13 Der für die rechtliche Beurteilung entscheidungswesentliche Sachverhalt muss von der Verwaltungsbehörde vollständig in einem ordnungsgemäßen Ermittlungsverfahren erhoben worden sein und bezogen auf den Zeitpunkt der Entscheidung des Bundesverwaltungsgerichtes immer noch die gesetzlich gebotene Aktualität und Vollständigkeit aufweisen. Die Verwaltungsbehörde muss die die entscheidungsmaßgeblichen Feststellungen tragende Beweiswürdigung in ihrer Entscheidung in gesetzmäßiger Weise offen gelegt haben und das Bundesverwaltungsgericht die tragenden Erwägungen der verwaltungsbehördlichen Beweiswürdigung teilen. In der Beschwerde darf kein dem Ergebnis des behördlichen Ermittlungsverfahrens entgegenstehender oder darüber hinausgehender für die Beurteilung relevanter Sachverhalt behauptet werden, wobei bloß unsubstantiiertes Bestreiten des von der Verwaltungsbehörde festgestellten Sachverhaltes ebenso außer Betracht bleiben kann wie ein Vorbringen, das gegen das in § 20 BFA‑VG festgelegte Neuerungsverbot verstößt. Auf verfahrensrechtlich festgelegte Besonderheiten ist bei der Beurteilung Bedacht zu nehmen (vgl. grundlegend VwGH 28.5.2014, Ra 2014/20/0017 und 0018, sowie aus der ständigen Rechtsprechung etwa VwGH 18.12.2019, Ra 2019/14/0268, mwN).

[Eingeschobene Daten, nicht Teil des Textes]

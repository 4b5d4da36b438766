//! Lowering from the tree-sitter concrete tree into [`crate::syntax::ast`].
//!
//! Node kinds the declaration model has no place for become `Opaque`
//! expressions, `Unknown` statements or are skipped; `ERROR` nodes are
//! skipped everywhere.

mod expr;
mod stmt;
mod types;

use super::ast::*;
use crate::common::Span;
use tree_sitter::Node;

const TYPE_DECLARATIONS: &[&str] = &[
    "class_declaration",
    "struct_declaration",
    "interface_declaration",
    "enum_declaration",
    "record_declaration",
    "delegate_declaration",
];

const PREPROC_BRANCHES: &[&str] = &["preproc_if", "preproc_elif", "preproc_else"];

pub(crate) struct Lowerer<'a> {
    src: &'a str,
    /// Bytes of synthetic prefix to subtract from every span.
    shift: usize,
    namespace: Vec<String>,
}

fn children<'t>(node: Node<'t>) -> Vec<Node<'t>> {
    let mut cursor = node.walk();
    node.children(&mut cursor).filter(|c| !c.is_extra()).collect()
}

fn named<'t>(node: Node<'t>) -> Vec<Node<'t>> {
    let mut cursor = node.walk();
    node.named_children(&mut cursor)
        .filter(|c| !c.is_extra())
        .collect()
}

fn named_of_kind<'t>(node: Node<'t>, kind: &str) -> Vec<Node<'t>> {
    named(node).into_iter().filter(|c| c.kind() == kind).collect()
}

fn first_of_kind<'t>(node: Node<'t>, kind: &str) -> Option<Node<'t>> {
    named(node).into_iter().find(|c| c.kind() == kind)
}

/// Anonymous token child such as `{` or `record`.
fn token<'t>(node: Node<'t>, text: &str) -> Option<Node<'t>> {
    children(node)
        .into_iter()
        .find(|c| !c.is_named() && !c.is_missing() && c.kind() == text)
}

/// First named child after the anonymous token `text`.
fn named_after<'t>(node: Node<'t>, text: &str) -> Option<Node<'t>> {
    children(node)
        .into_iter()
        .skip_while(|c| c.is_named() || c.kind() != text)
        .skip(1)
        .find(|c| c.is_named())
}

14 Diese Voraussetzungen lagen im gegenständlichen Fall nicht vor.

15 Der Revisionswerber hat durch das zitierte Beschwerdevorbringen die fehlende Auseinandersetzung mit der individuellen Situation des Revisionswerbers und dem tatsächlichen Zugang zur erforderlichen medizinischen Behandlung und notwendigen Medikamenten auf substantiierte Weise gerügt und ergänzende Tatsachenbehauptungen aufgestellt. Im Hinblick darauf konnte jedoch der Sachverhalt (bloß) aus der Aktenlage in Verbindung mit der Beschwerde keineswegs als geklärt erscheinen, weshalb das Verwaltungsgericht verhalten gewesen wäre, eine ‑ von dem Revisionswerber auch ausdrücklich beantragte ‑ mündliche Verhandlung durchzuführen, um eine umfassende mängelfreie Würdigung sämtlicher relevanter Umstände vornehmen zu können.

16 Das angefochtene Erkenntnis war somit schon deshalb wegen Rechtswidrigkeit infolge Verletzung von Verfahrensvorschriften gemäß § 42 Abs. 2 Z 3 lit. b und c VwGG aufzuheben.

17 Die Kostenentscheidung gründet sich auf die §§ 47 ff VwGG in Verbindung mit der VwGH‑Aufwandersatzverordnung 2014.